İrem İlgezdi1, Ufuk Şener2, Levent Öcek2, Şükran Köse3, Alp Sarıteke2, Figen Tokuçoğlu4, Yaşar Zorlu2

1Istanbul University, Istanbul Faculty of Medicine, Department of Neurology and Clinical Neurophysiology, Istanbul, Turkey
2University of Health Sciences Turkey, Izmir Tepecik Training and Research Hospital, Clinic of Neurology, Izmir, Turkey
3University of Health Sciences Turkey, Izmir Tepecik Training and Research Hospital, Clinic of Infectious Diseases and Clinical Microbiyology, Izmir, Turkey
4Balikesir University Faculty of Medicine, Department of Neurology, Balikesir, Turkey

Keywords: Hypothalamic pituitary adrenal axis, multiple sclerosis, copeptin

Abstract

Objective: Hypothalamic-pituitary-adrenal (HPA) axis dysfunction is thought to be found in patients with multiple sclerosis (MS). Copeptin is a serum protein that is indicated as an indirect marker of HPA axis. The aim of this study was to evaluate the relationship between HPA axis and clinically silent MS (CSMS) by evaluating copeptin levels.
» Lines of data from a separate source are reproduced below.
//! Utilities to observe the changes made to an agenda

use std::fmt::{Display, Error, Formatter};

use crate::collection::DateKey;
use crate::task::TaskId;

/// The last thing that happened to an agenda
#[derive(Clone, Debug, PartialEq)]
pub enum AgendaEvent {
    /// Tasks have not been loaded yet
    NotLoaded,
    /// Tasks have been loaded from the storage
    Hydrated { tasks: usize },
    TaskAdded { date: DateKey, id: TaskId },
    TaskRemoved { date: DateKey, id: TaskId },
    ImportanceToggled { date: DateKey, id: TaskId, is_important: bool },
    ReminderSet { date: DateKey, id: TaskId, display: String },
    /// Something could not be done. Details have been logged as well
    Failed { details: String },
}

impl Display for AgendaEvent {
    fn fmt(&self, f: &mut Formatter<'_>) -> Result<(), Error> {
        match self {
            AgendaEvent::NotLoaded => write!(f, "Not loaded"),
            AgendaEvent::Hydrated{tasks} => write!(f, "Loaded {} tasks", tasks),
            AgendaEvent::TaskAdded{date, id} => write!(f, "[{}] added {}", date, id),
            AgendaEvent::TaskRemoved{date, id} => write!(f, "[{}] removed {}", date, id),
            AgendaEvent::ImportanceToggled{date, id, is_important} => match is_important {
                true => write!(f, "[{}] {} is now important", date, id),
                false => write!(f, "[{}] {} is not important anymore", date, id),
            },
            AgendaEvent::ReminderSet{date, id, display} => write!(f, "[{}] reminder of {} set at {}", date, id, display),
            AgendaEvent::Failed{details} => write!(f, "Failure: {}", details),
        }
    }
}

impl Default for AgendaEvent {
    fn default() -> Self {
        Self::NotLoaded
    }
}



/// See [`feedback_channel`]
pub type FeedbackSender = tokio::sync::watch::Sender<AgendaEvent>;
/// See [`feedback_channel`]
pub type FeedbackReceiver = tokio::sync::watch::Receiver<AgendaEvent>;

/// Create a feeback channel, that can be used to observe the last change made to an agenda
pub fn feedback_channel() -> (FeedbackSender, FeedbackReceiver) {
    tokio::sync::watch::channel(AgendaEvent::default())
}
Materials and Methods: Sixty patients with CSMS which was defined as relapsing-remitting MS without attack and progression, and 60 healthy individuals were included in the study from September 2016 to September 2017. All patients were in the remission period. HPA axis dysfunction was examined by measuring serum copeptin levels in all individuals. Copeptin level was compared with clinical parameters in patients with MS.

Results: A total of 120 individuals were composed of 60 patients with CSMS and 60 healthy controls. The average ages of the patients and the control group were 37.1±8 (20-52) and 35.1±8.9 (18-54), respectively. The copeptin level was significantly lower in patients compared to the control group (p<0.001). In both groups, gender played no differential role in copeptin levels (p<0.05). No significant correlation was determined between copeptin levels, age (r=0.121, p=0.188), last Expanded Disability Status Scale score (r=-0.035, p=0.790) and disease duration (r=0.032, p=0.810).

Conclusion: These results indicate that HPA axis may also be hypoactive in remission period in patients with CSMS. According to our findings, we consider that copeptin levels can be used as a prognostic marker in patients with clinically inactive MS in the future.

Introduction

Environmental and genetic factors are effective in the development and progression of multiple sclerosis (MS) which is an autoimmune disease. At this point, the neuroendocrine system has important functions in triggering autoreactive immunity (1,2). The neuroendocrine system, which also has an immunomodulatory role, performs these effects through hormones, by using connection pathways such as the hypothalamic-pituitary-adrenal (HPA) axis.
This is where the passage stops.